● TASK OBJECTIVE: Give every line below again, exactly.

● GIVEN ENTRIES:
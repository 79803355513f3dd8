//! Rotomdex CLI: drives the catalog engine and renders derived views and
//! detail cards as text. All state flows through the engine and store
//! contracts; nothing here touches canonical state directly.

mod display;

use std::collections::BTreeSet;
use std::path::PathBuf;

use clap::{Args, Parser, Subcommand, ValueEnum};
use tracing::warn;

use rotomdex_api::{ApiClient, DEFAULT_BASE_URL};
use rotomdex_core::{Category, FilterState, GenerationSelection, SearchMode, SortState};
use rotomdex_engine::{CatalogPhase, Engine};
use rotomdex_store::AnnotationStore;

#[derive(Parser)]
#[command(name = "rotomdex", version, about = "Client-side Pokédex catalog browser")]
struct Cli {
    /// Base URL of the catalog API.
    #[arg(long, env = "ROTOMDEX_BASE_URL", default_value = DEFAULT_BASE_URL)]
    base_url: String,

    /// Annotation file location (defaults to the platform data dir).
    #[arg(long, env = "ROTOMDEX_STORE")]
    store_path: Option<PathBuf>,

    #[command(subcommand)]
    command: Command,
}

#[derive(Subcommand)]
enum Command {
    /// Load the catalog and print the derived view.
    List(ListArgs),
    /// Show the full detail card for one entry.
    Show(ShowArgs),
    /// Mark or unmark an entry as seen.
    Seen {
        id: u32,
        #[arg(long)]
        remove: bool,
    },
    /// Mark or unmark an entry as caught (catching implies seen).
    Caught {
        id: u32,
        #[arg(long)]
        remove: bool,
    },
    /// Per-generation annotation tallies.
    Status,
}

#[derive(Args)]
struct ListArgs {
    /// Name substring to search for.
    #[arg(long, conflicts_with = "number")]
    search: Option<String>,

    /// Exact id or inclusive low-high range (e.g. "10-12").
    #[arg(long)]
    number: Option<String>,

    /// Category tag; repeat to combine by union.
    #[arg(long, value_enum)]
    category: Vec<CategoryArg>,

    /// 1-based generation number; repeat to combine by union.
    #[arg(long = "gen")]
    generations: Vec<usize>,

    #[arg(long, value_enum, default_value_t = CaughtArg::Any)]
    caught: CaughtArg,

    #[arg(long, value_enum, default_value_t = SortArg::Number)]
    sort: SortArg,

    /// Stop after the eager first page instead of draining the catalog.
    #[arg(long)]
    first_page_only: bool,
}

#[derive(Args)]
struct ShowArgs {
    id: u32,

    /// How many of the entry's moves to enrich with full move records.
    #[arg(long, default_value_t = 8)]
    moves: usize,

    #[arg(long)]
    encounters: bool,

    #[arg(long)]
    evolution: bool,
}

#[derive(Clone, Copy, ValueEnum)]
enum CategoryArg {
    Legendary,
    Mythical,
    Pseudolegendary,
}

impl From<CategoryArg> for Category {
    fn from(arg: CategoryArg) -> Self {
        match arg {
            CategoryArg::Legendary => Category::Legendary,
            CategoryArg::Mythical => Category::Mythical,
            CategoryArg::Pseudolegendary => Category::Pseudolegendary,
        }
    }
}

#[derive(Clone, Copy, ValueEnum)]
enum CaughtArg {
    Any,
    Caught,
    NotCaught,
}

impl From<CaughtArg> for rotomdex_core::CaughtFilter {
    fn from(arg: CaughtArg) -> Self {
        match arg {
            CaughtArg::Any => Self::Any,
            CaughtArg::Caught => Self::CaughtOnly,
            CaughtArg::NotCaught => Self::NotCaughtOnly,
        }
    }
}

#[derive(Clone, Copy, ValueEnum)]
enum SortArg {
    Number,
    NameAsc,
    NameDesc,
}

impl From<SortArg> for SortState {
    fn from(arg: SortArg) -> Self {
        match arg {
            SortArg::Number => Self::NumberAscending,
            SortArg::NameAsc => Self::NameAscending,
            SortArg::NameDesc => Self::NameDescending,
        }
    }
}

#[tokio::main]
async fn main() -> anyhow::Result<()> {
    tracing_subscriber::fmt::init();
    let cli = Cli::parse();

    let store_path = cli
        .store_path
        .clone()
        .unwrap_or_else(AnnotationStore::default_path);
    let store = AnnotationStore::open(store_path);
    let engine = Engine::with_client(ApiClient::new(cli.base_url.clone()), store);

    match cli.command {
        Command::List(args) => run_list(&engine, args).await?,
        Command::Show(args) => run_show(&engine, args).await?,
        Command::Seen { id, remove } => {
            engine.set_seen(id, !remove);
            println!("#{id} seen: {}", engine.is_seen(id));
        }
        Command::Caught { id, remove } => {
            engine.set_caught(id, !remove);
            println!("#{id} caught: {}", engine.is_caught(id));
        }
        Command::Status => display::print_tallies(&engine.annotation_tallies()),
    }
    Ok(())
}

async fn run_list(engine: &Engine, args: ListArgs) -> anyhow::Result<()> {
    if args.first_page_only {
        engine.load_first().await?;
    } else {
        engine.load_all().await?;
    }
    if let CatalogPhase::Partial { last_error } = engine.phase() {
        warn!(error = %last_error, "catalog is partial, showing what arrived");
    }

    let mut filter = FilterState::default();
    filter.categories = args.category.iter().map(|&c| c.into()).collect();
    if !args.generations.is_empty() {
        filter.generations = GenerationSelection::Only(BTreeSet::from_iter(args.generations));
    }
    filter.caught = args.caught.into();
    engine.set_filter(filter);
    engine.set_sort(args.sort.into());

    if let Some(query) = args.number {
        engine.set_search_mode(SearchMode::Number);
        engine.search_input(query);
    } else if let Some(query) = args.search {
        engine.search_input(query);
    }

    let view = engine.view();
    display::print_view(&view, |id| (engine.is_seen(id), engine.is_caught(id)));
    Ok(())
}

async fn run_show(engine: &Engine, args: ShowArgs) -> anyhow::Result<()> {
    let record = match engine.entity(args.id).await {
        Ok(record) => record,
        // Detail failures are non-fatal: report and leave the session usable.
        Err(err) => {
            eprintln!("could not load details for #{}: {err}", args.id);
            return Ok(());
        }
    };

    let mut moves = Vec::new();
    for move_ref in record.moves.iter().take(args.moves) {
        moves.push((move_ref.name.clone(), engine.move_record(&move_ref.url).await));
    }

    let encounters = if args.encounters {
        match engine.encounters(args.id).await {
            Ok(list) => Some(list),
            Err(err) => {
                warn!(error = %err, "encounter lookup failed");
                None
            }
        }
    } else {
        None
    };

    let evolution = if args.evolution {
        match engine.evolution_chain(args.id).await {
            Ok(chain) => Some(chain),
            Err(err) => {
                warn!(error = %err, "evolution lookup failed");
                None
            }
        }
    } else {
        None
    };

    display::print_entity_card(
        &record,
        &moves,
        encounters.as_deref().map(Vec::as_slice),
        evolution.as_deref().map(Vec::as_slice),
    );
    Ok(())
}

● WRITTEN SOLUTION:
repository 79803355513f3dd8
//! Rotomdex CLI: drives the catalog engine and renders derived views and
//! detail cards as text. All state flows through the engine and store
//! contracts; nothing here touches canonical state directly.

mod display;

use std::collections::BTreeSet;
use std::path::PathBuf;

use clap::{Args, Parser, Subcommand, ValueEnum};
use tracing::warn;

use rotomdex_api::{ApiClient, DEFAULT_BASE_URL};
use rotomdex_core::{Category, FilterState, GenerationSelection, SearchMode, SortState};
use rotomdex_engine::{CatalogPhase, Engine};
use rotomdex_store::AnnotationStore;

#[derive(Parser)]
#[command(name = "rotomdex", version, about = "Client-side Pokédex catalog browser")]
struct Cli {
    /// Base URL of the catalog API.
    #[arg(long, env = "ROTOMDEX_BASE_URL", default_value = DEFAULT_BASE_URL)]
    base_url: String,

    /// Annotation file location (defaults to the platform data dir).
    #[arg(long, env = "ROTOMDEX_STORE")]
    store_path: Option<PathBuf>,

    #[command(subcommand)]
    command: Command,
}

#[derive(Subcommand)]
enum Command {
    /// Load the catalog and print the derived view.
    List(ListArgs),
    /// Show the full detail card for one entry.
    Show(ShowArgs),
    /// Mark or unmark an entry as seen.
    Seen {
        id: u32,
        #[arg(long)]
        remove: bool,
    },
    /// Mark or unmark an entry as caught (catching implies seen).
    Caught {
        id: u32,
        #[arg(long)]
        remove: bool,
    },
    /// Per-generation annotation tallies.
    Status,
}

#[derive(Args)]
struct ListArgs {
    /// Name substring to search for.
    #[arg(long, conflicts_with = "number")]
    search: Option<String>,

    /// Exact id or inclusive low-high range (e.g. "10-12").
    #[arg(long)]
    number: Option<String>,

    /// Category tag; repeat to combine by union.
    #[arg(long, value_enum)]
    category: Vec<CategoryArg>,

    /// 1-based generation number; repeat to combine by union.
    #[arg(long = "gen")]
    generations: Vec<usize>,

    #[arg(long, value_enum, default_value_t = CaughtArg::Any)]
    caught: CaughtArg,

    #[arg(long, value_enum, default_value_t = SortArg::Number)]
    sort: SortArg,

    /// Stop after the eager first page instead of draining the catalog.
    #[arg(long)]
    first_page_only: bool,
}

#[derive(Args)]
struct ShowArgs {
    id: u32,

    /// How many of the entry's moves to enrich with full move records.
    #[arg(long, default_value_t = 8)]
    moves: usize,

    #[arg(long)]
    encounters: bool,

    #[arg(long)]
    evolution: bool,
}

#[derive(Clone, Copy, ValueEnum)]
enum CategoryArg {
    Legendary,
    Mythical,
    Pseudolegendary,
}

impl From<CategoryArg> for Category {
    fn from(arg: CategoryArg) -> Self {
        match arg {
            CategoryArg::Legendary => Category::Legendary,
            CategoryArg::Mythical => Category::Mythical,
            CategoryArg::Pseudolegendary => Category::Pseudolegendary,
        }
    }
}

#[derive(Clone, Copy, ValueEnum)]
enum CaughtArg {
    Any,
    Caught,
    NotCaught,
}

impl From<CaughtArg> for rotomdex_core::CaughtFilter {
    fn from(arg: CaughtArg) -> Self {
        match arg {
            CaughtArg::Any => Self::Any,
            CaughtArg::Caught => Self::CaughtOnly,
            CaughtArg::NotCaught => Self::NotCaughtOnly,
        }
    }
}

#[derive(Clone, Copy, ValueEnum)]
enum SortArg {
    Number,
    NameAsc,
    NameDesc,
}

impl From<SortArg> for SortState {
    fn from(arg: SortArg) -> Self {
        match arg {
            SortArg::Number => Self::NumberAscending,
            SortArg::NameAsc => Self::NameAscending,
            SortArg::NameDesc => Self::NameDescending,
        }
    }
}

#[tokio::main]
async fn main() -> anyhow::Result<()> {
    tracing_subscriber::fmt::init();
    let cli = Cli::parse();

    let store_path = cli
        .store_path
        .clone()
        .unwrap_or_else(AnnotationStore::default_path);
    let store = AnnotationStore::open(store_path);
    let engine = Engine::with_client(ApiClient::new(cli.base_url.clone()), store);

    match cli.command {
        Command::List(args) => run_list(&engine, args).await?,
        Command::Show(args) => run_show(&engine, args).await?,
        Command::Seen { id, remove } => {
            engine.set_seen(id, !remove);
            println!("#{id} seen: {}", engine.is_seen(id));
        }
        Command::Caught { id, remove } => {
            engine.set_caught(id, !remove);
            println!("#{id} caught: {}", engine.is_caught(id));
        }
        Command::Status => display::print_tallies(&engine.annotation_tallies()),
    }
    Ok(())
}

async fn run_list(engine: &Engine, args: ListArgs) -> anyhow::Result<()> {
    if args.first_page_only {
        engine.load_first().await?;
    } else {
        engine.load_all().await?;
    }
    if let CatalogPhase::Partial { last_error } = engine.phase() {
        warn!(error = %last_error, "catalog is partial, showing what arrived");
    }

    let mut filter = FilterState::default();
    filter.categories = args.category.iter().map(|&c| c.into()).collect();
    if !args.generations.is_empty() {
        filter.generations = GenerationSelection::Only(BTreeSet::from_iter(args.generations));
    }
    filter.caught = args.caught.into();
    engine.set_filter(filter);
    engine.set_sort(args.sort.into());

    if let Some(query) = args.number {
        engine.set_search_mode(SearchMode::Number);
        engine.search_input(query);
    } else if let Some(query) = args.search {
        engine.search_input(query);
    }

    let view = engine.view();
    display::print_view(&view, |id| (engine.is_seen(id), engine.is_caught(id)));
    Ok(())
}

async fn run_show(engine: &Engine, args: ShowArgs) -> anyhow::Result<()> {
    let record = match engine.entity(args.id).await {
        Ok(record) => record,
        // Detail failures are non-fatal: report and leave the session usable.
        Err(err) => {
            eprintln!("could not load details for #{}: {err}", args.id);
            return Ok(());
        }
    };

    let mut moves = Vec::new();
    for move_ref in record.moves.iter().take(args.moves) {
        moves.push((move_ref.name.clone(), engine.move_record(&move_ref.url).await));
    }

    let encounters = if args.encounters {
        match engine.encounters(args.id).await {
            Ok(list) => Some(list),
            Err(err) => {
                warn!(error = %err, "encounter lookup failed");
                None
            }
        }
    } else {
        None
    };

    let evolution = if args.evolution {
        match engine.evolution_chain(args.id).await {
            Ok(chain) => Some(chain),
            Err(err) => {
                warn!(error = %err, "evolution lookup failed");
                None
            }
        }
    } else {
        None
    };

    display::print_entity_card(
        &record,
        &moves,
        encounters.as_deref().map(Vec::as_slice),
        evolution.as_deref().map(Vec::as_slice),
    );
    Ok(())
}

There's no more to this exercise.